Петр Боборыкин - Жертва вечерняя
— Я всегда так желала чаще видеться с вами, просить вас посвящать меня в ваши интересы.
— Приезжайте, ma chиre, приезжайте. У меня всегда бывает кто-нибудь, по воскресеньям. Мещанский день. Только вам ведь будет скучно. Не говорят о тряпках!
Я нашла нужным немножко обидеться; но сказала весьма смиренно:
— C'est précisément pour èa que je sollicite votre indulgence![122]
— Без фраз, моя милая, без фраз. Вы мне нравитесь. С вашей красивой рожицей (она так и сказала: рожицей) вы могли бы быть олицетворенная пустота. А вы еще серьезнее других. Мне с вами нечего церемониться. Я всем говорю правду.
Это очень удобно: говорить правду! Не начать ли и мне третировать всех, как мадам Вениаминова? Надо только помогать больше разным салопницам, чтоб про вас говорили: она святая, а потом и рубить направо и налево: "Вы пишете навоз, вы не так глупы, как я полагала, у вас недурная рожица и т. д. и т. д.!"
Я нахожу, что у Clémence, хотя ее maman, вероятно, и не была светлейшая княгиня, тон такой, что Вениаминова не годится к ней и в кухарки.
Пришло и воскресенье. Я поехала скрепя сердце. Вечером у Вениаминовой просто-напросто — смертельная тоска. Или, может быть, я так глупа, что не понимаю: в чем состоит высокий интерес этих вечеров?

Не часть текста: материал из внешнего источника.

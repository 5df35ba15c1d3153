use crate::detection::preprocessing::{add_border, box_blur, is_ink, otsu_binarize, PAPER};
use crate::models::LineBox;
use image::imageops::{self, FilterType};
use image::{GrayImage, Luma};
use imageproc::geometric_transformations::{rotate_about_center, Interpolation};
use tracing::debug;

/// Per-row ink counts of a binary buffer
pub fn row_profile(binary: &GrayImage) -> Vec<u32> {
    binary
        .rows()
        .map(|row| row.filter(|p| is_ink(p)).count() as u32)
        .collect()
}

/// Sum of squared differences between consecutive projection values.
/// Sharper peaks mean better aligned text lines.
pub fn projection_score(gray: &GrayImage, min_contrast: u8) -> u64 {
    let binary = otsu_binarize(&box_blur(gray), min_contrast);
    row_profile(&binary)
        .windows(2)
        .map(|w| {
            let d = w[1] as i64 - w[0] as i64;
            (d * d) as u64
        })
        .sum()
}

/// Candidate angles ordered 0, -step, +step, -2*step, ...
pub fn search_angles(max_angle: f32, step: f32) -> Vec<f32> {
    let mut angles = vec![0.0];
    if step <= 0.0 {
        return angles;
    }
    let n = (max_angle / step + 1e-3).floor() as i32;
    for i in 1..=n {
        angles.push(-(i as f32) * step);
        angles.push(i as f32 * step);
    }
    angles
}

/// Border wide enough that a rotation of up to `max_angle` degrees loses no content
pub fn rotation_padding(width: u32, height: u32, max_angle: f32) -> u32 {
    let sin = max_angle.abs().to_radians().sin();
    (width.max(height) as f32 * sin / 2.0).ceil() as u32 + 2
}

pub fn rotate(gray: &GrayImage, degrees: f32) -> GrayImage {
    if degrees == 0.0 {
        return gray.clone();
    }
    rotate_about_center(
        gray,
        degrees.to_radians(),
        Interpolation::Bilinear,
        Luma([PAPER]),
    )
}

/// Angle (degrees) that best aligns the text rows of `gray`.
///
/// Scores are compared strictly, and angles are visited from 0 outwards with
/// the negative side first, so equal scores resolve to the smallest absolute
/// angle and then to the negative one.
pub fn estimate_skew(gray: &GrayImage, max_angle: f32, step: f32, search_dim: u32, min_contrast: u8) -> f32 {
    let long_side = gray.width().max(gray.height());
    let search = if long_side > search_dim && search_dim > 0 {
        let scale = search_dim as f32 / long_side as f32;
        let w = ((gray.width() as f32 * scale).round() as u32).max(1);
        let h = ((gray.height() as f32 * scale).round() as u32).max(1);
        imageops::resize(gray, w, h, FilterType::Triangle)
    } else {
        gray.clone()
    };
    let search = add_border(&search, rotation_padding(search.width(), search.height(), max_angle));

    let mut best_angle = 0.0;
    let mut best_score = None;
    for angle in search_angles(max_angle, step) {
        let score = projection_score(&rotate(&search, angle), min_contrast);
        if best_score.is_none_or(|best| score > best) {
            best_score = Some(score);
            best_angle = angle;
        }
    }

    debug!(angle = best_angle, score = best_score.unwrap_or(0), "deskew angle selected");
    best_angle
}

/// Re-render at `angle` on a light padded canvas so no content is cropped
pub fn deskew(gray: &GrayImage, angle: f32, max_angle: f32) -> GrayImage {
    if angle == 0.0 {
        return gray.clone();
    }
    let padded = add_border(gray, rotation_padding(gray.width(), gray.height(), max_angle));
    rotate(&padded, angle)
}

/// Extent of rows and columns holding at least two ink pixels, plus `margin`.
/// `None` for a buffer without ink.
pub fn content_bounds(gray: &GrayImage, margin: u32, min_contrast: u8) -> Option<LineBox> {
    let binary = otsu_binarize(&box_blur(gray), min_contrast);
    let rows = row_profile(&binary);
    let mut cols = vec![0u32; binary.width() as usize];
    for (x, _, p) in binary.enumerate_pixels() {
        if is_ink(p) {
            cols[x as usize] += 1;
        }
    }

    let top = rows.iter().position(|&c| c >= 2)? as u32;
    let bottom = rows.iter().rposition(|&c| c >= 2)? as u32;
    let left = cols.iter().position(|&c| c >= 2)? as u32;
    let right = cols.iter().rposition(|&c| c >= 2)? as u32;

    let x = left.saturating_sub(margin);
    let y = top.saturating_sub(margin);
    let x1 = (right + 1 + margin).min(gray.width());
    let y1 = (bottom + 1 + margin).min(gray.height());
    Some(LineBox::new(x, y, x1 - x, y1 - y))
}

pub fn crop_to_content(gray: &GrayImage, margin: u32, min_contrast: u8) -> GrayImage {
    match content_bounds(gray, margin, min_contrast) {
        Some(b) => imageops::crop_imm(gray, b.x, b.y, b.width, b.height).to_image(),
        None => gray.clone(),
    }
}

#[cfg(test)]
mod tests {
    use super::*;
    use imageproc::drawing::draw_filled_rect_mut;
    use imageproc::rect::Rect;

    fn strips(width: u32, height: u32, rows: &[i32]) -> GrayImage {
        let mut img = GrayImage::from_pixel(width, height, Luma([PAPER]));
        for &y in rows {
            let mut x = 40;
            while x + 30 < width as i32 - 40 {
                draw_filled_rect_mut(&mut img, Rect::at(x, y).of_size(30, 60), Luma([20]));
                x += 45;
            }
        }
        img
    }

    #[test]
    fn angles_start_at_zero_and_alternate() {
        assert_eq!(search_angles(1.0, 0.5), vec![0.0, -0.5, 0.5, -1.0, 1.0]);
    }

    #[test]
    fn upright_strip_stays_upright() {
        let img = strips(900, 600, &[200, 360]);
        let angle = estimate_skew(&img, 6.0, 0.5, 480, 24);
        assert!(angle.abs() <= 0.5, "angle was {angle}");
    }

    #[test]
    fn rotated_strip_is_corrected() {
        let img = strips(900, 600, &[270]);
        let tilted = rotate(&add_border(&img, 60), 4.0);
        let angle = estimate_skew(&tilted, 6.0, 0.5, 480, 24);
        assert!((angle + 4.0).abs() <= 0.5, "angle was {angle}");
    }

    #[test]
    fn blank_page_has_no_content() {
        let blank = GrayImage::from_pixel(200, 100, Luma([PAPER]));
        assert_eq!(content_bounds(&blank, 10, 24), None);
        assert_eq!(estimate_skew(&blank, 6.0, 0.5, 480, 24), 0.0);
        assert_eq!(crop_to_content(&blank, 10, 24), blank);
    }

    #[test]
    fn rotation_noise_scores_nothing() {
        let blank = add_border(&GrayImage::from_pixel(300, 200, Luma([PAPER])), 20);
        for angle in [-0.5, 0.5, -3.0] {
            assert_eq!(projection_score(&rotate(&blank, angle), 24), 0, "angle {angle}");
        }
    }

    #[test]
    fn crop_keeps_margin_around_ink() {
        let img = strips(900, 600, &[270]);
        let bounds = content_bounds(&img, 10, 24).unwrap();
        // the blur may pull one edge row into the ink
        assert!((258..=261).contains(&bounds.y), "y was {}", bounds.y);
        assert!((78..=84).contains(&bounds.height), "height was {}", bounds.height);
        assert!((28..=31).contains(&bounds.x), "x was {}", bounds.x);
    }
}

Из барынь были какие-то три фрейлины, старые девы, в черном, птичьи носы. Говорят протяжно-протяжно и все только о разных кне-езь Григорьях… да о каких-то «католикосах»… Были еще две накрашенные старухи. Несколько девиц, самых золотушных. У Вениаминовой дочь, девушка лет пятнадцати. Они играли в колечко, кажется. Муж Вениаминовой точно фарфоровый, седой, очень глупый штатский генерал, как-то все приседает. Кричит не меньше жены. Все, что я могу сказать об этом вечере: подавали мерзейшие груши, точно репа.
У Вениаминовой: в ее гостях, в прислуге, в детях, в мебели, в особом запахе, который стоит по комнатам, во всем есть что-то тяжелое, подавляющее, что-то отзывающееся святошеством. Мало того, фальшиво все это! Уж по-моему, если в евангельской чистоте жить, так зачем собирать титулованных обезьян и предаваться, в сущности, такому же тщеславию, как все мы грешные, если еще не похуже?
Мужчин было очень мало. Я даже и не разглядела их хорошенько.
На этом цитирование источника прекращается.